The device overcomes the defect that the existing device clamps the cantilever beams with different thicknesses and widths. The existing device has obvious limitation on the thickness and the width of the cantilever beam, and the utility model obviously expands the clamping range of the cantilever beam on the thickness and the width.

The utility model makes up the inconvenience of the existing device in the process of clamping the cantilever beam and shortens the clamping time.

The clamp has the advantages of low limitation, high applicability and better practicability in the using process.

Drawings

Fig. 1 is a schematic view of the overall structure of the present invention.

Fig. 2 is a schematic view of the clamping structure of the present invention.

Fig. 3 is a schematic structural view of the sliding member of the present invention.

Wherein the reference numerals are:

1. base 2, first guide rail

3. Screw rod component 4 and nut

5. Lantern ring 6, first slider

7. Clamp base 8 and baffle

9. Second slide block 10 and first pressing plate

11. Second pressure strip 12, lead screw

13. Spanner 14, cantilever beam

15. Vibration exciter 16 and power amplifier

17. Signal generator

Detailed Description

The following further describes embodiments of the present invention with reference to the drawings.

As shown in fig. 1 to 3, a dynamics experiment device for a bolted cantilever beam structure comprises a base 1, a first guide rail 2, a screw assembly 3, a nut 4, a lantern ring 5, a first sliding block 6, a clamp base 7, a baffle 8, a second sliding block 9, a first pressing plate 10, a second pressing plate 11, a screw rod 12, a wrench 13, a cantilever beam 14, a vibration exciter 15, a power amplifier 16 and a signal generator 17.

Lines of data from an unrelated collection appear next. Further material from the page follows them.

//! Attesta Simulation — single-pass driver for the issue → present → verify
//! credential exchange.

pub mod error;
pub mod scenario;
pub mod simulation;

pub use error::SimError;
pub use scenario::Scenario;
pub use simulation::{run, run_with_sources, SimulationReport};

The first guide rail 2 is fixed at one end of the upper surface of the base 1, and the vibration exciter 15 is arranged on the upper surface of the base 1 in front of the first guide rail 2.

The two sides of the first guide rail 2 are symmetrically provided with first sliding chutes along the vertical direction.

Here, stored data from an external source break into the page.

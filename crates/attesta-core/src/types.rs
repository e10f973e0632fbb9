use serde::{Deserialize, Serialize};
use std::fmt;

use crate::error::CoreError;

/// Decentralized Identifier (DID) naming an actor instance.
/// Format: `did:attesta:<tag>:<slug>`
#[derive(Debug, Clone, PartialEq, Eq, Hash, Serialize, Deserialize)]
pub struct Did(pub String);

impl Did {
    /// Create a DID from a full URI string.
    pub fn new(uri: String) -> Result<Self, CoreError> {
        if !uri.starts_with("did:attesta:") {
            return Err(CoreError::InvalidDid(format!(
                "DID must start with 'did:attesta:', got: {}",
                uri
            )));
        }
        let parts: Vec<&str> = uri.split(':').collect();
        if parts.len() < 4 {
            return Err(CoreError::InvalidDid(format!(
                "DID must have format 'did:attesta:<tag>:<slug>', got: {}",
                uri
            )));
        }
        Ok(Self(uri))
    }

    /// Create a DID from tag and slug components.
    pub fn from_parts(tag: &str, slug: &str) -> Self {
        Self(format!("did:attesta:{}:{}", tag, slug))
    }

    /// Get the full DID URI.
    pub fn uri(&self) -> &str {
        &self.0
    }

    /// Extract the random tag component.
    pub fn tag(&self) -> Option<&str> {
        self.0.split(':').nth(2)
    }

    /// Extract the name slug.
    pub fn slug(&self) -> Option<&str> {
        let parts: Vec<&str> = self.0.splitn(4, ':').collect();
        parts.get(3).copied()
    }
}

impl fmt::Display for Did {
    fn fmt(&self, f: &mut fmt::Formatter<'_>) -> fmt::Result {
        write!(f, "{}", self.0)
    }
}

/// A single claim (name-value pair) carried by a credential.
///
/// Claims are string-valued; richer value types are unrepresentable here by
/// design, so a malformed claim payload cannot be constructed.
#[derive(Debug, Clone, PartialEq, Eq, Serialize, Deserialize)]
pub struct Claim {
    /// Claim name (e.g., "degree", "year").
    pub name: String,
    /// Claim value.
    pub value: String,
}

impl Claim {
    /// Create a claim.
    pub fn new(name: impl Into<String>, value: impl Into<String>) -> Self {
        Self {
            name: name.into(),
            value: value.into(),
        }
    }
}

impl fmt::Display for Claim {
    fn fmt(&self, f: &mut fmt::Formatter<'_>) -> fmt::Result {
        write!(f, "{}={}", self.name, self.value)
    }
}

/// The claim set issued inside a credential.
///
/// Behaves like a map (inserting an existing name replaces its value in
/// place) but keeps first-insertion order for display and wire output.
/// Serializes as a JSON object in that order; the commitment over a
/// credential is order-independent regardless (see `attesta-crypto`).
#[derive(Debug, Clone, PartialEq, Eq, Default)]
pub struct CredentialData {
    claims: Vec<Claim>,
}

impl CredentialData {
    /// Create an empty claim set.
    pub fn new() -> Self {
        Self { claims: Vec::new() }
    }

    /// Build a claim set from (name, value) pairs, in order.
    pub fn from_pairs<I, K, V>(pairs: I) -> Self
    where
        I: IntoIterator<Item = (K, V)>,
        K: Into<String>,
        V: Into<String>,
    {
        let mut data = Self::new();
        for (name, value) in pairs {
            data.insert(name, value);
        }
        data
    }

    /// Insert a claim; an existing name keeps its position, value replaced.
    pub fn insert(&mut self, name: impl Into<String>, value: impl Into<String>) {
        let name = name.into();
        let value = value.into();
        match self.claims.iter_mut().find(|c| c.name == name) {
            Some(claim) => claim.value = value,
            None => self.claims.push(Claim { name, value }),
        }
    }

    /// Value of the named claim, if present.
    pub fn get(&self, name: &str) -> Option<&str> {
        self.claims
            .iter()
            .find(|c| c.name == name)
            .map(|c| c.value.as_str())
    }

    /// Claims in insertion order.
    pub fn iter(&self) -> impl Iterator<Item = &Claim> {
        self.claims.iter()
    }

    /// All claim names in insertion order.
    pub fn claim_names(&self) -> Vec<&str> {
        self.claims.iter().map(|c| c.name.as_str()).collect()
    }

    /// Number of claims.
    pub fn len(&self) -> usize {
        self.claims.len()
    }

    /// Whether the claim set is empty.
    pub fn is_empty(&self) -> bool {
        self.claims.is_empty()
    }
}

impl Serialize for CredentialData {
    fn serialize<S>(&self, serializer: S) -> Result<S::Ok, S::Error>
    where
        S: serde::Serializer,
    {
        use serde::ser::SerializeMap;

        let mut map = serializer.serialize_map(Some(self.claims.len()))?;
        for claim in &self.claims {
            map.serialize_entry(&claim.name, &claim.value)?;
        }
        map.end()
    }
}

impl<'de> Deserialize<'de> for CredentialData {
    fn deserialize<D>(deserializer: D) -> Result<Self, D::Error>
    where
        D: serde::Deserializer<'de>,
    {
        struct ClaimsVisitor;

        impl<'de> serde::de::Visitor<'de> for ClaimsVisitor {
            type Value = CredentialData;

            fn expecting(&self, f: &mut fmt::Formatter<'_>) -> fmt::Result {
                f.write_str("a map of claim names to string values")
            }

            fn visit_map<A>(self, mut access: A) -> Result<Self::Value, A::Error>
            where
                A: serde::de::MapAccess<'de>,
            {
                let mut data = CredentialData::new();
                while let Some((name, value)) = access.next_entry::<String, String>()? {
                    data.insert(name, value);
                }
                Ok(data)
            }
        }

        deserializer.deserialize_map(ClaimsVisitor)
    }
}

The screw assembly 3 comprises a support plate and a connecting rod connected with the support plate. The backup pad is located the outside of the first spout of one side of first guide rail 2, the first spout of the both sides of first guide rail 2 is passed to the connecting rod level, and the tip of the connecting rod of screw rod subassembly 3 is equipped with the screw thread section, screw thread section and 4 threaded connection of nut. Screw assembly 3 can reciprocate along first spout, fixes screw assembly 3 the certain height on first guide rail 2 through the threaded connection of nut 4 and screw assembly 3's connecting rod.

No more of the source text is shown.